Towards infinite games
The ideal form of gigwork is infinite not finite – it should be enjoyable and serving a purpose beyond just making a living.
“You know you are free when your motivation is infinite-game-like: you’re playing to continue the play.”
“Good game rules make you want to keep playing and stay in an indefinitely perpetuated state of play until you run out of energy.”
“Bad game rules hook your worst instincts and drive you to win, once and for all, regardless of what it does to other players, and arrive at a permanent win condition and never leave.”
“Companies are naturally constructs designed to catalyze seriousness rather than play, which arguably is why the work-vs.-play dichotomy emerged in the first place.”
Fixed point futurism
One can find meaning and purpose through ‘fixed point futurism’.
“Don’t make plans, choose fixed points. Choose one thing to make true, force to be true, about the future. Something that is likely to be within your control, no matter how the future plays out. Something that isn’t rationally derived from something else more basic, but is sort of arbitrary and self-defining. The more nonsensical the better. The fix for the default disease of having more rationality than sense is to aim at more nonsense than sense.”

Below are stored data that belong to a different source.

/// Count the votes on `target` in the stake tree at `height`. Failed
/// lookups skip the block or transaction.
async fn count_block(
    source: &dyn LedgerSource,
    target: &TxHash,
    height: i64,
    count: &mut VoteCount,
    metrics: &TreasuryMetrics,
) {
    let hash = match source.block_hash_at(height).await {
        Ok(hash) => hash,
        Err(e) => {
            metrics.fetch_failures.inc();
            debug!(height, error = %e, "skipping block: hash lookup failed");
            return;
        }
    };
    let block = match source.block_by_hash(&hash).await {
        Ok(block) => block,
        Err(e) => {
            metrics.fetch_failures.inc();
            debug!(height, error = %e, "skipping block: fetch failed");
            return;
        }
    };

    for txid in &block.stake_tx_ids {
        match source.transaction_by_hash(txid).await {
            Ok(tx) if is_vote_transaction(&tx) => count.record(find_vote(&tx, target)),
            Ok(_) => {}
            Err(e) => {
                metrics.fetch_failures.inc();
                debug!(height, tx = %txid, error = %e, "skipping stake transaction");
            }
        }
    }
}

/// Timestamp of the block at `height`, if it can be looked up.
async fn block_time(source: &dyn LedgerSource, height: i64) -> Option<Timestamp> {
    let hash = match source.block_hash_at(height).await {
        Ok(hash) => hash,
        Err(e) => {
            debug!(height, error = %e, "no block timestamp");
            return None;
        }
    };
    match source.block_header_time(&hash).await {
        Ok(time) => Some(time),
        Err(e) => {
            debug!(height, error = %e, "no block timestamp");
            None
        }
    }
}

struct TallyJob {
    hash: TxHash,
    window: VotingWindow,
    votes_per_block: u64,
    progress_interval: i64,
    source: Arc<dyn LedgerSource>,
    progress: Arc<RwLock<ProgressBoard>>,
    cache: Arc<RwLock<TallyCache>>,
    metrics: Arc<TreasuryMetrics>,
    shutdown: watch::Receiver<bool>,
}

impl TallyJob {
    async fn run(self, guard: JobGuard) {
        self.count_and_store().await;
        self.metrics.active_tally_jobs.dec();
        drop(guard);
    }

    async fn count_and_store(&self) {
        let started = Instant::now();
        let total = self.window.blocks();

        let publish = |height: i64, processed: i64, count: &VoteCount| {
            if processed % self.progress_interval != 0 && height != self.window.end {
                return;
            }
            let elapsed = started.elapsed().as_secs_f64();
            let remaining = (total - processed).max(0) as f64;
            let estimated_secs = (elapsed / processed as f64 * remaining).round() as u64;
            crate::write(&self.progress).publish(
                self.hash,
                VoteTallyProgress {
                    is_parsing: true,
                    progress: processed as f64 / total as f64 * 100.0,
                    current_block: height,
                    total_blocks: total,
                    yes_votes: count.yes,
                    no_votes: count.no,
                    estimated_secs,
                    message: format!("Scanning block {height} of {}...", self.window.end),
                },
            );
        };

        let Some(count) = count_votes(
            self.source.as_ref(),
            &self.hash,
            &self.window,
            &self.metrics,
            &self.shutdown,
            publish,
        )
        .await
        else {
            info!(tx = %self.hash, "vote count cancelled");
            return;
        };

        let mut tally = build_tally(&self.window, count, self.votes_per_block, false);
        tally.voting_start_time = block_time(self.source.as_ref(), self.window.start).await;
        tally.voting_end_time = block_time(self.source.as_ref(), self.window.end).await;

        let outcome = crate::write(&self.cache).insert(self.hash, tally.clone());
        match outcome {
            CacheInsert::Stored { evicted: Some(old) } => {
                crate::write(&self.progress).remove(&old);
                debug!(tx = %old, "evicted oldest cached tally");
            }
            CacheInsert::Stored { evicted: None } => {}
            CacheInsert::AlreadyPresent => {
                warn!(tx = %self.hash, "tally already cached; keeping the stored result");
            }
        }
        self.metrics
            .cached_tallies
            .set(crate::read(&self.cache).len() as i64);

        crate::write(&self.progress).publish(
            self.hash,
            VoteTallyProgress {
                is_parsing: false,
                progress: 100.0,
                current_block: self.window.end,
                total_blocks: total,
                yes_votes: count.yes,
                no_votes: count.no,
                estimated_secs: 0,
                message: "Vote counting complete".to_string(),
            },
        );

        let elapsed = started.elapsed();
        self.metrics.tally_jobs_completed.inc();
        self.metrics.tally_duration_secs.observe(elapsed.as_secs_f64());
        info!(
            tx = %self.hash,
            yes = tally.yes_votes,
            no = tally.no_votes,
            approval = tally.approval_rate,
            turnout = tally.turnout_rate,
            quorum = tally.quorum_achieved,
            elapsed = %pulse_utils::format_duration(elapsed.as_secs()),
            "vote count complete"
        );
    }
}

“A way to understand fixed-point futurism is to think of it as a priceless commitment. No matter what happens, and no matter what else goes wrong or off-the-rails in weird ways, you’ll make sure one thing goes really, really right, even if you have to go crazy making sure it does. In other words, you’re committing future agency and surplus resources unconditionally to the defense of your fixed point”

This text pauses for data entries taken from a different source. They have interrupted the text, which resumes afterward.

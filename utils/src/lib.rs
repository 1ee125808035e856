//! Shared utilities for the treasury scanner workspace.

pub mod logging;
pub mod time;

pub use logging::{init_logging, LogFormat};
pub use time::format_duration;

“Your chosen fixed point is basically a proxy for your identity. To contemplate giving up the fixed point is to contemplate changing who you are at a deep level. Those are the stakes of fixed points. It’s not that you’re not willing to change at a deep level, even a death-and-resurrection rebirth level. It’s about what stakes represent the existential cost of that depth of personal change.”

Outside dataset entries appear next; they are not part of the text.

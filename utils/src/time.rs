//! Time formatting helpers.

/// Format a duration in seconds to a human-readable string.
pub fn format_duration(secs: u64) -> String {
    if secs < 60 {
        format!("{}s", secs)
    } else if secs < 3600 {
        format!("{}m {}s", secs / 60, secs % 60)
    } else if secs < 86400 {
        format!("{}h {}m", secs / 3600, (secs % 3600) / 60)
    } else {
        format!("{}d {}h", secs / 86400, (secs % 86400) / 3600)
    }
}

#[cfg(test)]
mod tests {
    use super::*;

    #[test]
    fn formats_each_magnitude() {
        assert_eq!(format_duration(42), "42s");
        assert_eq!(format_duration(125), "2m 5s");
        assert_eq!(format_duration(7260), "2h 1m");
        assert_eq!(format_duration(90_000), "1d 1h");
    }
}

“Fixed point futures are strange attractors. Everything else starts revolving around them once you truly commit to them. You’ll know because from rational, spreadsheet perspectives, nonsense will start pulling ahead of sense . . . which is a good thing. A decade ago, my motto was Be Slightly Evil. Now it is closer to Be Slightly Nonsensical.”
Prioritise passion missions
“The passion part of life still has to emerge, for most of us, as a positive externality from the more pragmatic, money-focused activities of life. Your passion mission may have a certain amount of natural economic potential (which newer tools help realize more easily), but typically not enough to be self-sustaining.”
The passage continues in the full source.